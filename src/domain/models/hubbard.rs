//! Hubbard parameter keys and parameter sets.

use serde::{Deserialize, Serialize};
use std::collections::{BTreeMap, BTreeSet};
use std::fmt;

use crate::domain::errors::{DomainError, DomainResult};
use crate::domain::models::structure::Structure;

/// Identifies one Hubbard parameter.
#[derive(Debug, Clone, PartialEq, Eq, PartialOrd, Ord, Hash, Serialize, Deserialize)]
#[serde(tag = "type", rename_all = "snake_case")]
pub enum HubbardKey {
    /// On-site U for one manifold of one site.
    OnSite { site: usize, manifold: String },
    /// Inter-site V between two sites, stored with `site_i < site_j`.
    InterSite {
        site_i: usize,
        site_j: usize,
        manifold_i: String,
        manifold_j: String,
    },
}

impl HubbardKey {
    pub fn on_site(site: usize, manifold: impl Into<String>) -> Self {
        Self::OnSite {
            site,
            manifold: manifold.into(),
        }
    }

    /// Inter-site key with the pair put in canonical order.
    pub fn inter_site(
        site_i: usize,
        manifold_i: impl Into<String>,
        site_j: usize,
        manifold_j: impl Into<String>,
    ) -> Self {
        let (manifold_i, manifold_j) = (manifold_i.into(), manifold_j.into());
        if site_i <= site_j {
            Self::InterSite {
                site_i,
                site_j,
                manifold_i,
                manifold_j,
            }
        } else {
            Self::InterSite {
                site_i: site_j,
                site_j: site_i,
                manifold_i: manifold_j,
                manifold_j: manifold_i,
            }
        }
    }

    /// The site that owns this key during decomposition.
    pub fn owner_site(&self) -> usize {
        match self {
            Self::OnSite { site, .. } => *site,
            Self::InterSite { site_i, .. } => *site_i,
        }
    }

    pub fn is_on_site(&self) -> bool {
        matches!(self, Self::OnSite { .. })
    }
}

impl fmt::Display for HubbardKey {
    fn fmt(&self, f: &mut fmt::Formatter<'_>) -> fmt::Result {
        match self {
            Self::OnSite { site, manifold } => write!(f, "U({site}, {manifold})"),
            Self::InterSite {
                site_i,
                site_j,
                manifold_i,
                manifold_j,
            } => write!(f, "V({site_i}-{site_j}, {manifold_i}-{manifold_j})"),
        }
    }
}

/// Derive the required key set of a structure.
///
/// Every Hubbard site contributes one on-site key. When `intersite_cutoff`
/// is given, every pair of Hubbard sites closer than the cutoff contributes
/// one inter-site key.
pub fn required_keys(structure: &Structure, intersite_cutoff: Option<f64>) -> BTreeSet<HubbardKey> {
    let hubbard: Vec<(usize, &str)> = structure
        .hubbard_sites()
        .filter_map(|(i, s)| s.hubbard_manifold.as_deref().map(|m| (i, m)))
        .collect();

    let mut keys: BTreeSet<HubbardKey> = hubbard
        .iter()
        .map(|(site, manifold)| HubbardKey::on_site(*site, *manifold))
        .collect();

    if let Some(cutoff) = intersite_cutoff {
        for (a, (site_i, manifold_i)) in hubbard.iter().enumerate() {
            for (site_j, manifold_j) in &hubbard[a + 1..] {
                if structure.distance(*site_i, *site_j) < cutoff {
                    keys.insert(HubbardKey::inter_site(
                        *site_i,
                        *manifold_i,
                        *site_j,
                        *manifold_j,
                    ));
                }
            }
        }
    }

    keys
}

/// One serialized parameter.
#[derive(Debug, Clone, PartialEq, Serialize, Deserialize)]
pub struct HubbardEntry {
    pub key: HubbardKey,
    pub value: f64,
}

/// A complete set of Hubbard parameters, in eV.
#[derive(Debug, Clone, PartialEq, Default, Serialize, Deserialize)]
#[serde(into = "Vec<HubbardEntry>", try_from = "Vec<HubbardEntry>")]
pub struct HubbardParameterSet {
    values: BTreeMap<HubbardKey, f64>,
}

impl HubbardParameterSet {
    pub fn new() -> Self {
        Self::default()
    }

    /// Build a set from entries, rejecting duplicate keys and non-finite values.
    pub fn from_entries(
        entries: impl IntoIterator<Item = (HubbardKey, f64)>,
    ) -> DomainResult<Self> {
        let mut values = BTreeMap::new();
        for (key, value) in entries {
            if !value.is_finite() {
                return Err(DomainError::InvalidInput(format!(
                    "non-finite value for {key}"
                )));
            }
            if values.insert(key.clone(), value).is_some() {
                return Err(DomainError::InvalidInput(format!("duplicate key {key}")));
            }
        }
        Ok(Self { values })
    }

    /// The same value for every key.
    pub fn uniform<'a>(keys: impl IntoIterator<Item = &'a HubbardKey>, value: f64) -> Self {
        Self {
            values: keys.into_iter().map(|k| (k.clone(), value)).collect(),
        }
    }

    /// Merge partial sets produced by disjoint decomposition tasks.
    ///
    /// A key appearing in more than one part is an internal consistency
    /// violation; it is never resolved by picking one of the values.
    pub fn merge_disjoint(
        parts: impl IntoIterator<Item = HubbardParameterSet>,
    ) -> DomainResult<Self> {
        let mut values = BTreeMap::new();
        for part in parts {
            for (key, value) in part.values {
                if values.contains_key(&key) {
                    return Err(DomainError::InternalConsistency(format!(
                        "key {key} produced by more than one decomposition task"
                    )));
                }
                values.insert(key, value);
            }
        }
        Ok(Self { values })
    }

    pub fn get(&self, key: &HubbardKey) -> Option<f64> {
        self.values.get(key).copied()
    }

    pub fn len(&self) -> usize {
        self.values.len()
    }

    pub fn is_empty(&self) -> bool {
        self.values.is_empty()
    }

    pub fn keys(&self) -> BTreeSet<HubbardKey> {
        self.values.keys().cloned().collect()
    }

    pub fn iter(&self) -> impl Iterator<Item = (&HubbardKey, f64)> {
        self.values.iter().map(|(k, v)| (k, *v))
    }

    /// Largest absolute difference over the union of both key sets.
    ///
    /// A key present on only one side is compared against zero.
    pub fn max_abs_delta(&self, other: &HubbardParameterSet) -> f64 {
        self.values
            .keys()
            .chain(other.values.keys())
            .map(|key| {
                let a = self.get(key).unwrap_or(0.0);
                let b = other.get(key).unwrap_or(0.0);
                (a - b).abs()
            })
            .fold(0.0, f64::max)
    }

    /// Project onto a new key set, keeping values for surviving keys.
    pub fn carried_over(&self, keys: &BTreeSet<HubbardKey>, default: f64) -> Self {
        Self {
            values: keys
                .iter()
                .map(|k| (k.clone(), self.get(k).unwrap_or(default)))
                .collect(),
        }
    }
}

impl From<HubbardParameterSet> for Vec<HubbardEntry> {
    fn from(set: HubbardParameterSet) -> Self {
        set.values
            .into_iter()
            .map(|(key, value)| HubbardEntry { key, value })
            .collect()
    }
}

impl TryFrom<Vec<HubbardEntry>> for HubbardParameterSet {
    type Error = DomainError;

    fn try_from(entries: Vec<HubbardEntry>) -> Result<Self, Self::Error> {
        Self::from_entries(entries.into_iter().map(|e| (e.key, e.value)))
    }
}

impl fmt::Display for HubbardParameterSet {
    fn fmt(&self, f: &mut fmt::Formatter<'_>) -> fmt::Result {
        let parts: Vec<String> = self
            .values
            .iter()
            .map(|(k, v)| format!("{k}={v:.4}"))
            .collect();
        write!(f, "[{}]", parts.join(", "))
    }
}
──────────
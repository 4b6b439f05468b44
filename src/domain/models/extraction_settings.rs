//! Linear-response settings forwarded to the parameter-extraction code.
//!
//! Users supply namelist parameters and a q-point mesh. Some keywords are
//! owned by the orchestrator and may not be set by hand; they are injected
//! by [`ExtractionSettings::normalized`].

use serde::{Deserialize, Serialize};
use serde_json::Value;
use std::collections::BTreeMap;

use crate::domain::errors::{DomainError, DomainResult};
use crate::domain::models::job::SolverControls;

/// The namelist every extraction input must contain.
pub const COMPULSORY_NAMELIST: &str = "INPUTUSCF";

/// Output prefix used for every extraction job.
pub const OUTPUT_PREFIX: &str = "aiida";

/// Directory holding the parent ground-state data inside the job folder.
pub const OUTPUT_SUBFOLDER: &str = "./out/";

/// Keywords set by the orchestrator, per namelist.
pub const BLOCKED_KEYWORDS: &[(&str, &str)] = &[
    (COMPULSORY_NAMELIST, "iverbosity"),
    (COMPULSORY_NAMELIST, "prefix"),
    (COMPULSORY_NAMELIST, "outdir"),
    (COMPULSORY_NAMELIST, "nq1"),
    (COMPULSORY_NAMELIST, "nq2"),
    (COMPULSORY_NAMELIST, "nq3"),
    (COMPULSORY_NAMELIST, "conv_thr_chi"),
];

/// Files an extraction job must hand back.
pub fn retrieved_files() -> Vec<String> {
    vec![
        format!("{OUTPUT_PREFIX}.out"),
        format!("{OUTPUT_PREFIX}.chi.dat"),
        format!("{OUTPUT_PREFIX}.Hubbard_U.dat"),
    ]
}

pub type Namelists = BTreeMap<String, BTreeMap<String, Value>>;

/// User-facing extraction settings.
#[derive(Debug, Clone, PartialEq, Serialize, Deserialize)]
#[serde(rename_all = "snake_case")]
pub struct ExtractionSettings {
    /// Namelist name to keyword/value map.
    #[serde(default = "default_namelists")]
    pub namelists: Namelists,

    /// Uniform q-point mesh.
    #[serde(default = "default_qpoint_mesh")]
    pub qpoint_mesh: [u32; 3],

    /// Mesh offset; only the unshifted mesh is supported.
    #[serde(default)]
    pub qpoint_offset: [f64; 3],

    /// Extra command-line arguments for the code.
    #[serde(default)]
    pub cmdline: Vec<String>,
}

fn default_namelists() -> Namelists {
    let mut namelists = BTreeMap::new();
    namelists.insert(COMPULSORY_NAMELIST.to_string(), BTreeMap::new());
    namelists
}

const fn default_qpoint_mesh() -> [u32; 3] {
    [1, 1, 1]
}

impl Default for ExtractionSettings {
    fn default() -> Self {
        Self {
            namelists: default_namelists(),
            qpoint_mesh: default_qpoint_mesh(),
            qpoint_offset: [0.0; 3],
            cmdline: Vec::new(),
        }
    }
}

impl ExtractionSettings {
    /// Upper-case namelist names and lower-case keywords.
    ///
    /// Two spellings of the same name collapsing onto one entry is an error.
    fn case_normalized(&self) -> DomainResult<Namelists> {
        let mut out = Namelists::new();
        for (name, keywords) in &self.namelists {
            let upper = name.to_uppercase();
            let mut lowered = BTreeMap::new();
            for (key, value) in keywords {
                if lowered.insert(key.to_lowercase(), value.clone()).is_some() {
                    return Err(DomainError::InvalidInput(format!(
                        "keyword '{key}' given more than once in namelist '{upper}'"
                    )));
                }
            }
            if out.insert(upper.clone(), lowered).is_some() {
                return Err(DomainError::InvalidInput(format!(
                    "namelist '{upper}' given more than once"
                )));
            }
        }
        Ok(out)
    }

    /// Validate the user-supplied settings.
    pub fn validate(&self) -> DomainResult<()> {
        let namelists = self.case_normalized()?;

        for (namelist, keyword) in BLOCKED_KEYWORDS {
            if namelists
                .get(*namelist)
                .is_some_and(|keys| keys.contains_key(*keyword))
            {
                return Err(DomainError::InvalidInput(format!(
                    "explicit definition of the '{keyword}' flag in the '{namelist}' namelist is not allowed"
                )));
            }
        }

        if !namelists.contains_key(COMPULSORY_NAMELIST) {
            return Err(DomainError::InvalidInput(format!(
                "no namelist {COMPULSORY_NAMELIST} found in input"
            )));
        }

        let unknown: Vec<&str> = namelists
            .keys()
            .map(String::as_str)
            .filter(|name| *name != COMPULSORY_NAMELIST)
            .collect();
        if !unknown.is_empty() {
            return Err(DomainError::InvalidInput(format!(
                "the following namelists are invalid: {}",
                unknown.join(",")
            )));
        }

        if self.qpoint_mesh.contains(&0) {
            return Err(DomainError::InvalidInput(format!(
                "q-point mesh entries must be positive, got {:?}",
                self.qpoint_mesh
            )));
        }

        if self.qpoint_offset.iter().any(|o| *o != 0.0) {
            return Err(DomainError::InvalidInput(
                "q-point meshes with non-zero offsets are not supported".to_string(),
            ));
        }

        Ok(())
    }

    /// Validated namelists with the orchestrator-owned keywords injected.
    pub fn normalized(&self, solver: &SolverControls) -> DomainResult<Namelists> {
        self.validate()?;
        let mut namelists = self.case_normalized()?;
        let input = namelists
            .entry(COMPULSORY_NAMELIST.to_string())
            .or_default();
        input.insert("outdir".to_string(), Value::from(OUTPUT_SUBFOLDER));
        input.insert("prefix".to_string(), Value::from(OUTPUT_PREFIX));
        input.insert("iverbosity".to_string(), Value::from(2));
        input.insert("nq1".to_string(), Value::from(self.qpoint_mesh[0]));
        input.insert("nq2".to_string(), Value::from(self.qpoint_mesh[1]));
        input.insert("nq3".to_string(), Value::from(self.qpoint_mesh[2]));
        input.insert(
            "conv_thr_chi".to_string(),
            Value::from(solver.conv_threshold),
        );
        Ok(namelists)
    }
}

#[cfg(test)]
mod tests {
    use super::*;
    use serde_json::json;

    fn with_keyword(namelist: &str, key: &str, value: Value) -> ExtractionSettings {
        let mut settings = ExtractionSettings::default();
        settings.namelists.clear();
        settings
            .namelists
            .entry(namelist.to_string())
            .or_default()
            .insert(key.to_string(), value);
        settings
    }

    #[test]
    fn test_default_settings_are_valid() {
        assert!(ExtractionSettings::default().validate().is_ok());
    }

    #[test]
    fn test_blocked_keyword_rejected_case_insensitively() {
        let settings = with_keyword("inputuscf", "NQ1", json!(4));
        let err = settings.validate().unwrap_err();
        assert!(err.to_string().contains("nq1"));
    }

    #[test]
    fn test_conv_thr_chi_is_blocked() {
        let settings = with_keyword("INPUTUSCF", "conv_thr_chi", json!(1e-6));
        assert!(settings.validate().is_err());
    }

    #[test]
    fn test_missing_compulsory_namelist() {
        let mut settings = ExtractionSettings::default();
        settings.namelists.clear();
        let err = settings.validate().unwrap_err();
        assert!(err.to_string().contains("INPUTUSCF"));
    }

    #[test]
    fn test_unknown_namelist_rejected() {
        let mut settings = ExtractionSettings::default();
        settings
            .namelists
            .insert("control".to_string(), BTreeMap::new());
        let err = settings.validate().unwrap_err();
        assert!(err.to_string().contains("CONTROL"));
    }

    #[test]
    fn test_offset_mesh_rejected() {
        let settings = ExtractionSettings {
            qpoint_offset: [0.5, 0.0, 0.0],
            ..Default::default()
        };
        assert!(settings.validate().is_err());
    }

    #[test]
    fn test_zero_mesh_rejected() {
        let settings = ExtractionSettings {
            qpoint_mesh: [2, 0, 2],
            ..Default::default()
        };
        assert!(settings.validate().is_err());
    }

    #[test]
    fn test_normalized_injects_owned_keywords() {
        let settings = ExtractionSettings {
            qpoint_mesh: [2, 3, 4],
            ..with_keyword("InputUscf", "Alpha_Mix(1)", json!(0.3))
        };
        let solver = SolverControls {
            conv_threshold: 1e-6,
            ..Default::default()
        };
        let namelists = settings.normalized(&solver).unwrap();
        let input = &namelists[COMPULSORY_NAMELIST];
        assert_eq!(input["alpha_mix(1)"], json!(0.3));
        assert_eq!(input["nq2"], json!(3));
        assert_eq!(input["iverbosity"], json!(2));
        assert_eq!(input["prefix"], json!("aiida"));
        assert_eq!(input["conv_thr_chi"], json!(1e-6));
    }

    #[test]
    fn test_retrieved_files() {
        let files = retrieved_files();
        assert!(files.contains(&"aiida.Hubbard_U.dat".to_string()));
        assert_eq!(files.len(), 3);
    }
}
──────────
In the listing above, find the line containing "filename src/domain/models/hubbard.rs" and the line containing "one Hubbard parameter.", then quote both, plus every line between them, exactly as written.

ANSWER BOX -
filename src/domain/models/hubbard.rs
//! Hubbard parameter keys and parameter sets.

use serde::{Deserialize, Serialize};
use std::collections::{BTreeMap, BTreeSet};
use std::fmt;

use crate::domain::errors::{DomainError, DomainResult};
use crate::domain::models::structure::Structure;

/// Identifies one Hubbard parameter.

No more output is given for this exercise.